Prompt
Find every line in the records below that contains "Iterator", and copy it.

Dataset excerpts
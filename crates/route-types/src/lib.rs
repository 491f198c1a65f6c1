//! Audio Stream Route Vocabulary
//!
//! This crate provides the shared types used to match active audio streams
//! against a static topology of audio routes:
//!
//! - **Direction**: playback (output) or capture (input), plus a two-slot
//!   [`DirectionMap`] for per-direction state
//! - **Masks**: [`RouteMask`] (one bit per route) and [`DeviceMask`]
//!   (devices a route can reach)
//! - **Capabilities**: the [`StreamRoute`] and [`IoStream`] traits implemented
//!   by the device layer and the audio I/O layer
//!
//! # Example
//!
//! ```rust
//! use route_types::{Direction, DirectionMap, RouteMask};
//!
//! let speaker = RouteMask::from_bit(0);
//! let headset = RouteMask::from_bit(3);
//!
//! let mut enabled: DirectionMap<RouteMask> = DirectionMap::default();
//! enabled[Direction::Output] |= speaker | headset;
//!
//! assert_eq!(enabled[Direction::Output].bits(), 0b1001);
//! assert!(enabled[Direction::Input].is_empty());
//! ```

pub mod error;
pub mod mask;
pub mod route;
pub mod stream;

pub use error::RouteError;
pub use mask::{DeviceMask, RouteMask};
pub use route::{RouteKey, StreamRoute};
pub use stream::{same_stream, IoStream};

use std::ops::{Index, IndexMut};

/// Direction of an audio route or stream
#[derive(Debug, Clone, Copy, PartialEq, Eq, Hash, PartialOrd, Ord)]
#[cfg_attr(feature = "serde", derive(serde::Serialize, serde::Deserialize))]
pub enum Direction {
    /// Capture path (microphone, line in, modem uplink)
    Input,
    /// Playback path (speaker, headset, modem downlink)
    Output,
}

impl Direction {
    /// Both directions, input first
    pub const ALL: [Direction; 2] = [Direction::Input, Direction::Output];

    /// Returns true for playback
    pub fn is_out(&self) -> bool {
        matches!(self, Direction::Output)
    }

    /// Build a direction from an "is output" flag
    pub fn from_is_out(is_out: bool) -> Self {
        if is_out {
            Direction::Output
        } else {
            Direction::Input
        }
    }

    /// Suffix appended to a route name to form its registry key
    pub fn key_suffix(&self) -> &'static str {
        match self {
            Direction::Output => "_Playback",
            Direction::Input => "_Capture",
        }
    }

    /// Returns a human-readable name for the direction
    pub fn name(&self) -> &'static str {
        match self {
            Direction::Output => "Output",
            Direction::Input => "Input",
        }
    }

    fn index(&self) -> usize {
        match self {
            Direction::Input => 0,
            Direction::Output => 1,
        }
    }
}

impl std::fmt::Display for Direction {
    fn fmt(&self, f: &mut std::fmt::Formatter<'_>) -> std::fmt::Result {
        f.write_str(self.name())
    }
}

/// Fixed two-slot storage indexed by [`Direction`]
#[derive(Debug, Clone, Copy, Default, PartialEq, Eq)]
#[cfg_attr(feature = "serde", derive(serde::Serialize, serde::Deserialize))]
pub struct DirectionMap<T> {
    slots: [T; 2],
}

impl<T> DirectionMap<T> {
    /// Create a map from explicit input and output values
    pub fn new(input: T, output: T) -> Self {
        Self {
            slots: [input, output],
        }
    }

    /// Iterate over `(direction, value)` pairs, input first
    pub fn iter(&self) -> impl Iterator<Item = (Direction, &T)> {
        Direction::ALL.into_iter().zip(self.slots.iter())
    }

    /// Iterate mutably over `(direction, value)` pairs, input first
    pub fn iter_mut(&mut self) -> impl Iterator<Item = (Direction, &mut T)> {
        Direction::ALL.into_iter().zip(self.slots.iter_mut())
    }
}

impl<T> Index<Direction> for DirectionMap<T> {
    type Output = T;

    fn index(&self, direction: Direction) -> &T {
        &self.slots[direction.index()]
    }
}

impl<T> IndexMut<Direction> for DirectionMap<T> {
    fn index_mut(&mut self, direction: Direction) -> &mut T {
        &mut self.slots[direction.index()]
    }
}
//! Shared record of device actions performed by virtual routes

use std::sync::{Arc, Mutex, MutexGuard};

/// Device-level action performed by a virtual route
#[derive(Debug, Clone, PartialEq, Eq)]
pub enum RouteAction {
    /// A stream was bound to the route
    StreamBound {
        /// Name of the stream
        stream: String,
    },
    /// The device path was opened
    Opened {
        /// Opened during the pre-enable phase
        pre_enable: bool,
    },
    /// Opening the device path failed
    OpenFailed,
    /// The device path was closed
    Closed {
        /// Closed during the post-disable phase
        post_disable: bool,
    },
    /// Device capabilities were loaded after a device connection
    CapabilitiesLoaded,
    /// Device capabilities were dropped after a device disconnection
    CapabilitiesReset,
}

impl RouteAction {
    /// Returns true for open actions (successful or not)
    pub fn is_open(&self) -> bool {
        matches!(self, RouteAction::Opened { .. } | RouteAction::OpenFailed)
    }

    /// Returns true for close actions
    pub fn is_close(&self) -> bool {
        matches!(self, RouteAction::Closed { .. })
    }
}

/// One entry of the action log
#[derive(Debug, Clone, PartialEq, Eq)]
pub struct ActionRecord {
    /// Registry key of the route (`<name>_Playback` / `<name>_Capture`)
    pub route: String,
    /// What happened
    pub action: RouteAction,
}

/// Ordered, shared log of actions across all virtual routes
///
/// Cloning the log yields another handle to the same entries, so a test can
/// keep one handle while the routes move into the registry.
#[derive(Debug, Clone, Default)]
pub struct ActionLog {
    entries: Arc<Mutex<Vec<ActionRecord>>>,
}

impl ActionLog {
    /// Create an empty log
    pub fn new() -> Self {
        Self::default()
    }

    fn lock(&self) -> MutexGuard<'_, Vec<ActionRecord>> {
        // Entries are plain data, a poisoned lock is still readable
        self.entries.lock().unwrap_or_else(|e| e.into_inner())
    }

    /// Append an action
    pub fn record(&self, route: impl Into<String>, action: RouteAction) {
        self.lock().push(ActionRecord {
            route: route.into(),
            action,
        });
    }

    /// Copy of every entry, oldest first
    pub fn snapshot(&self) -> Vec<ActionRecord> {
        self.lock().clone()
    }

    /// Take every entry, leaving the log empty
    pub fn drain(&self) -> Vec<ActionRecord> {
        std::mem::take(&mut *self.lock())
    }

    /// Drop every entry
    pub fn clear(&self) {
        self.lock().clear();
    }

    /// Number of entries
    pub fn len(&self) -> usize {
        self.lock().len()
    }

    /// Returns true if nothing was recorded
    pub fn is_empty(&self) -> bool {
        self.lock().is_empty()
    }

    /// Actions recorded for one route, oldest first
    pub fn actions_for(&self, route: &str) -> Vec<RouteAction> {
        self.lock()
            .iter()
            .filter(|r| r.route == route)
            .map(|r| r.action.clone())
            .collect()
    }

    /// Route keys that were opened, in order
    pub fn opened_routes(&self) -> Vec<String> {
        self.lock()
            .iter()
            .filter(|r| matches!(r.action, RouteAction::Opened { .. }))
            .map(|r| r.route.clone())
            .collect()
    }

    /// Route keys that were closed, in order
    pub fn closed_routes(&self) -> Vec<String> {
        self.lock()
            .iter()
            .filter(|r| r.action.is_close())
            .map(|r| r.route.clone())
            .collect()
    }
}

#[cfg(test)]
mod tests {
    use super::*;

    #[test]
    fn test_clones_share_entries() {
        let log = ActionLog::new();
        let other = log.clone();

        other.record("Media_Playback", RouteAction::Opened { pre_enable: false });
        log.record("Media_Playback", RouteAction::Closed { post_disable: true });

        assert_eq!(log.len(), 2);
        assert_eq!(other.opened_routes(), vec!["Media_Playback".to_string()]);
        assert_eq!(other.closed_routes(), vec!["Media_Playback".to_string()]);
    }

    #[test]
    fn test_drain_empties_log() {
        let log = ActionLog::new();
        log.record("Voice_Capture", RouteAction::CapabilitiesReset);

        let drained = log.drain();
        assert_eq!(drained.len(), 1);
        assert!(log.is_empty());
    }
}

Answer to this problem
    pub fn iter(&self) -> impl Iterator<Item = (Direction, &T)> {
    pub fn iter_mut(&mut self) -> impl Iterator<Item = (Direction, &mut T)> {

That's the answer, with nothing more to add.